Collected data entries
= = = =
//! Gamepad snapshot to tank-drive motor command.
//!
//! The transform is pure: one [`RawInputSnapshot`] plus the current
//! [`TransformCfg`] always yields the same [`MotorCommand`]. Stick Y is the
//! forward axis and stick X the turn axis (positive = right).
//!
//! Raw axis values are used as delivered; only the final speeds are clamped.
//! A source reporting outside -512..=512 or 0..=1023 therefore computes its
//! ratios from out-of-range values before the clamp masks the result.

use rover_traits::InputSource;

use crate::config::{AXIS_FULL_SCALE, SPEED_CEILING, TRIGGER_FULL_SCALE, TransformCfg};

/// One cycle's worth of raw controller state.
#[derive(Debug, Clone, Copy, Default, PartialEq, Eq)]
pub struct RawInputSnapshot {
    pub axis_x: i32,
    pub axis_y: i32,
    pub throttle: i32,
    pub button_a: bool,
    pub button_b: bool,
    pub button_x: bool,
    pub button_y: bool,
}

impl RawInputSnapshot {
    /// Sample every channel of `source` once.
    pub fn capture(source: &dyn InputSource) -> Self {
        Self {
            axis_x: source.axis_x(),
            axis_y: source.axis_y(),
            throttle: source.throttle(),
            button_a: source.button_a(),
            button_b: source.button_b(),
            button_x: source.button_x(),
            button_y: source.button_y(),
        }
    }
}

/// Signed per-side speeds; negative means reverse.
#[derive(Debug, Clone, Copy, Default, PartialEq, Eq)]
pub struct MotorCommand {
    pub left: i32,
    pub right: i32,
    /// `false` means "no commanded motion"; callers must still stop the motors.
    pub valid: bool,
}

impl MotorCommand {
    pub const IDLE: Self = Self {
        left: 0,
        right: 0,
        valid: false,
    };
}

/// Transform `snapshot` with the given tunables.
///
/// Never panics: out-of-range limits are clamped into `0..=255` for the
/// output bound, so a negative `max_speed` yields zero speeds.
pub fn process(snapshot: &RawInputSnapshot, cfg: &TransformCfg) -> MotorCommand {
    let forward = apply_deadzone(snapshot.axis_y, cfg.deadzone);
    let turn = apply_deadzone(snapshot.axis_x, cfg.deadzone);

    if forward == 0 && turn == 0 {
        return MotorCommand::IDLE;
    }

    // Raw configs may carry any limits; only the output bound has to be sane.
    let max = cfg.max_speed.clamp(0, SPEED_CEILING);
    let base = base_speed(snapshot.throttle, cfg.min_speed, cfg.max_speed);
    let (left, right) = tank_steering(forward, turn, base);

    MotorCommand {
        left: left.clamp(-max, max),
        right: right.clamp(-max, max),
        valid: true,
    }
}

/// Zero `value` when its magnitude is strictly below `deadzone`.
#[inline]
pub fn apply_deadzone(value: i32, deadzone: i32) -> i32 {
    if value.unsigned_abs() < deadzone.max(0).unsigned_abs() {
        0
    } else {
        value
    }
}

/// Linear map of the trigger range onto `[min_speed, max_speed]`.
///
/// Zero throttle still yields `min_speed`: once the stick leaves the deadzone
/// the vehicle always moves with at least that base speed.
#[inline]
pub fn base_speed(trigger: i32, min_speed: i32, max_speed: i32) -> i32 {
    let span = i64::from(max_speed) - i64::from(min_speed);
    let scaled = i64::from(trigger) * span / i64::from(TRIGGER_FULL_SCALE);
    (scaled + i64::from(min_speed)).clamp(i64::from(i32::MIN), i64::from(i32::MAX)) as i32
}

/// Split a base speed between the two tracks.
///
/// With forward intent the inside track is slowed by up to half (turn
/// dampening); without it the tracks counter-rotate for a pivot turn.
fn tank_steering(forward: i32, turn: i32, base: i32) -> (i32, i32) {
    let full = AXIS_FULL_SCALE as f32;
    let forward_ratio = forward.unsigned_abs() as f32 / full;
    let turn_ratio = turn.unsigned_abs() as f32 / full;

    if forward != 0 {
        let forward_speed = (forward_ratio * base as f32) as i32;
        let inside = (forward_speed as f32 * (1.0 - turn_ratio * 0.5)) as i32;
        let (left, right) = match turn.signum() {
            1 => (forward_speed, inside),
            -1 => (inside, forward_speed),
            _ => (forward_speed, forward_speed),
        };
        if forward < 0 {
            (left.saturating_neg(), right.saturating_neg())
        } else {
            (left, right)
        }
    } else {
        let pivot = (turn_ratio * base as f32) as i32;
        let counter = pivot.saturating_neg();
        if turn > 0 { (pivot, counter) } else { (counter, pivot) }
    }
}

/// Stateful wrapper owning the tunables; writes are clamped.
#[derive(Debug, Clone, Default)]
pub struct InputTransform {
    cfg: TransformCfg,
}

impl InputTransform {
    pub fn new(cfg: TransformCfg) -> Self {
        let mut t = Self::default();
        t.set_deadzone(cfg.deadzone);
        t.set_speed_limits(cfg.min_speed, cfg.max_speed);
        t
    }

    pub fn process(&self, snapshot: &RawInputSnapshot) -> MotorCommand {
        process(snapshot, &self.cfg)
    }

    pub fn tunables(&self) -> &TransformCfg {
        &self.cfg
    }

    pub fn deadzone(&self) -> i32 {
        self.cfg.deadzone
    }

    pub fn min_speed(&self) -> i32 {
        self.cfg.min_speed
    }

    pub fn max_speed(&self) -> i32 {
        self.cfg.max_speed
    }

    /// Negative thresholds are treated as 0 (no deadzone).
    pub fn set_deadzone(&mut self, deadzone: i32) {
        self.cfg.deadzone = deadzone.max(0);
    }

    /// Clamp `min_speed` into 0..=255, then `max_speed` into min..=255.
    pub fn set_speed_limits(&mut self, min_speed: i32, max_speed: i32) {
        let min = min_speed.clamp(0, SPEED_CEILING);
        let max = max_speed.clamp(min, SPEED_CEILING);
        self.cfg.min_speed = min;
        self.cfg.max_speed = max;
        tracing::debug!(min_speed = min, max_speed = max, "speed limits set");
    }
}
= = = =
# PROBLEM DETAILS
Where does the word "false" appear in the records above? Return every line that holds it.

# SOLUTION TO THE EXERCISE
    /// `false` means "no commanded motion"; callers must still stop the motors.
        valid: false,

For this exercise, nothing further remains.